Eyes In The Night

Myself, my wife Kimmy, and our friends Ryan and Alyssa, also a couple, decided to go hiking/camping. It was to be a four day trip. We’d hike for a day, sleep for the night, hike the next day, sleep, then turn around and take the same way back. We did research to make sure that it wasn’t an Indian burial ground, that no one had died there, that there weren’t Bigfoot sightings, pretty much everything to ensure our safety from at least otherworldly things, because, I don’t know, you can never be too careful.

We left on Wednesday and drove to the campsite, got our parking pass, and got all set up to go. We had chosen a more difficult trail to go on, as we were all relatively experienced hikers, although this would be the first multi-day hiking trip any of us had ever taken. The campsite was about 5 hours from the town in which we lived, in an area with dense, tall trees. We got there at about 9 am and prepared for our first day of hiking.

Going through the hills of the wilderness we’d chosen was downright cathartic. Though is was physically exhausting, being in nature that raw and seemingly untouched was almost therapeutic, and certainly relaxing. After about 11 hours of hiking, we were losing daylight, and decided to set up camp for the night.

Ryan and I got a fire going and set up the tents while the girls cooked hot dogs over the fire. We sat around for a while, eating, talking, laughing, and hypothesizing what the following day was doing to bring us. At around 11pm, we decided to call it a night, and headed to our tents.

Though exhausted from the hiking we’d all done that day, I couldn’t bring myself to fall asleep. I laid there for a while, listening to the sounds of the outdoors that surrounded us.Cicadas and crickets chirped, trees blew in the wind, and in the distance, animals roamed the land they called home. It wasn’t until after I had fallen asleep that a noise was made that woke me up, one that I knew wasn’t natural.

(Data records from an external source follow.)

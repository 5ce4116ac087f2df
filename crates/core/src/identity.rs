//! Identity Context: who is acting on a request.
//!
//! The transport layer turns the identity headers into an [`Identity`] and
//! wraps it in a [`RequestContext`] that lives for exactly one request.
//! Every core operation takes the context explicitly; a value supplied in
//! the request body always wins over the ambient identity.

use crate::error::{IdentityPart, WorkflowError};

/// Header carrying the acting user id.
pub const USER_HEADER: &str = "X-User-Id";
/// Header carrying a comma-separated role list.
pub const ROLES_HEADER: &str = "X-User-Roles";

/// The ambient identity of one request.
#[derive(Debug, Clone, Default, PartialEq, Eq)]
pub struct Identity {
    pub user_id: Option<String>,
    /// Lower-cased, de-duplicated, in first-seen order.
    pub roles: Vec<String>,
}

impl Identity {
    /// Build an identity from raw header values. Returns `None` when the
    /// headers carry neither a user nor any role.
    pub fn from_headers(user: Option<&str>, roles: Option<&str>) -> Option<Identity> {
        let user_id = non_blank(user).map(str::to_string);
        let roles = parse_roles(roles);
        if user_id.is_none() && roles.is_empty() {
            return None;
        }
        Some(Identity { user_id, roles })
    }

    pub fn primary_role(&self) -> Option<&str> {
        self.roles.first().map(String::as_str)
    }

    pub fn has_role(&self, role: &str) -> bool {
        self.roles.iter().any(|r| r.eq_ignore_ascii_case(role))
    }
}

/// Parse a comma-separated role header.
///
/// Entries are trimmed and lower-cased; blanks are dropped and duplicates
/// keep their first position.
pub fn parse_roles(raw: Option<&str>) -> Vec<String> {
    let mut roles: Vec<String> = Vec::new();
    let Some(raw) = raw else {
        return roles;
    };
    for part in raw.split(',') {
        let role = part.trim().to_lowercase();
        if !role.is_empty() && !roles.contains(&role) {
            roles.push(role);
        }
    }
    roles
}

/// Request-scoped context handed to every core operation.
#[derive(Debug, Clone, Default)]
pub struct RequestContext {
    identity: Option<Identity>,
}

impl RequestContext {
    pub fn new(identity: Option<Identity>) -> Self {
        RequestContext { identity }
    }

    /// A context with no ambient identity; only explicit overrides resolve.
    pub fn anonymous() -> Self {
        RequestContext::default()
    }

    /// Shorthand for a context acting as `user_id` with the given roles.
    pub fn acting_as(user_id: &str, roles: &[&str]) -> Self {
        RequestContext::new(Identity::from_headers(
            Some(user_id),
            Some(&roles.join(",")),
        ))
    }

    pub fn identity(&self) -> Option<&Identity> {
        self.identity.as_ref()
    }

    /// Resolve the acting user: a non-blank override wins, else the ambient
    /// user id.
    pub fn require_user_id(&self, override_value: Option<&str>) -> Result<String, WorkflowError> {
        resolve(override_value, || {
            self.identity.as_ref().and_then(|i| i.user_id.as_deref())
        })
        .ok_or(WorkflowError::MissingIdentity(IdentityPart::User))
    }

    /// Resolve the acting role: a non-blank override wins, else the ambient
    /// primary role.
    pub fn require_role(&self, override_value: Option<&str>) -> Result<String, WorkflowError> {
        resolve(override_value, || {
            self.identity.as_ref().and_then(Identity::primary_role)
        })
        .ok_or(WorkflowError::MissingIdentity(IdentityPart::Role))
    }
}

fn resolve<'a>(
    override_value: Option<&'a str>,
    ambient: impl FnOnce() -> Option<&'a str>,
) -> Option<String> {
    non_blank(override_value)
        .or_else(|| non_blank(ambient()))
        .map(str::to_string)
}

fn non_blank(value: Option<&str>) -> Option<&str> {
    value.map(str::trim).filter(|v| !v.is_empty())
}

#[cfg(test)]
mod tests {
    use super::*;

    #[test]
    fn roles_are_trimmed_lowercased_and_deduplicated() {
        assert_eq!(
            parse_roles(Some(" Approver, executor ,APPROVER,, ")),
            vec!["approver".to_string(), "executor".to_string()]
        );
        assert!(parse_roles(Some("  ")).is_empty());
        assert!(parse_roles(None).is_empty());
    }

    #[test]
    fn headers_without_user_or_roles_give_no_identity() {
        assert_eq!(Identity::from_headers(None, None), None);
        assert_eq!(Identity::from_headers(Some("  "), Some(",")), None);
        let only_roles = Identity::from_headers(None, Some("executor")).unwrap();
        assert_eq!(only_roles.user_id, None);
        assert_eq!(only_roles.primary_role(), Some("executor"));
    }

    #[test]
    fn override_wins_over_ambient_identity() {
        let ctx = RequestContext::acting_as("alice", &["approver"]);
        assert_eq!(ctx.require_user_id(Some("  bob ")).unwrap(), "bob");
        assert_eq!(ctx.require_user_id(Some("   ")).unwrap(), "alice");
        assert_eq!(ctx.require_user_id(None).unwrap(), "alice");
        assert_eq!(ctx.require_role(Some("Executor")).unwrap(), "Executor");
        assert_eq!(ctx.require_role(None).unwrap(), "approver");
    }

    #[test]
    fn missing_identity_fails_closed() {
        let ctx = RequestContext::anonymous();
        assert!(matches!(
            ctx.require_user_id(None),
            Err(WorkflowError::MissingIdentity(IdentityPart::User))
        ));
        assert!(matches!(
            ctx.require_role(Some("")),
            Err(WorkflowError::MissingIdentity(IdentityPart::Role))
        ));

        let roles_only = RequestContext::new(Identity::from_headers(None, Some("approver")));
        assert!(roles_only.require_user_id(None).is_err());
        assert_eq!(roles_only.require_role(None).unwrap(), "approver");
    }

    #[test]
    fn has_role_ignores_case() {
        let identity = Identity::from_headers(Some("u"), Some("Approver")).unwrap();
        assert!(identity.has_role("APPROVER"));
        assert!(!identity.has_role("executor"));
    }
}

The initial noise woke me up, and I was at full alert immediately. I sat, my ears perked up, halfway sure that there hadn’t been a noise at all, and that I’d just dreamt of the disturbance. That is until I heard it again. It was leaves and twigs crunching on the ground. Naturally, my first thought was that it was some kind of animal, so I used my cell phone to call Ryan, who answered on the first ring. He had heard the noise too.

We agreed to meet outside with our flashlights the next time we heard the noise. The first time, the noise had been relatively distant, the second, it was much closer. The third time, it was within the area we’d allotted ourselves to camp. I readied my hunting knife, and with the (mostly) silence that surrounded us outside, I was able to hear Ryan do the same in his tent. At that moment, more leaves and twigs crunched in what I was assuming was the animal’s footsteps, this time, they sounded closer to Ryan’s tent.

By this point, Kimmy was awake and afraid. I assured her nothing was wrong, it was just a wild animal and she had nothing to worry about; Ryan and I were going to take care of it. I heard Ryan begin to slowly unzip his tent, which prompted me to do the same. My tent was open just enough so that I could get a decent view of the area in front of our tents. Nothing seemed out of place. The firepit we’d constructed was as we’d left it, embers smoldering quietly as the rising smoke was whisked away in the wind. Another footstep-sounding noise once again broke the tranquility of the night, this time it sounded as if it were coming from directly between our two tents.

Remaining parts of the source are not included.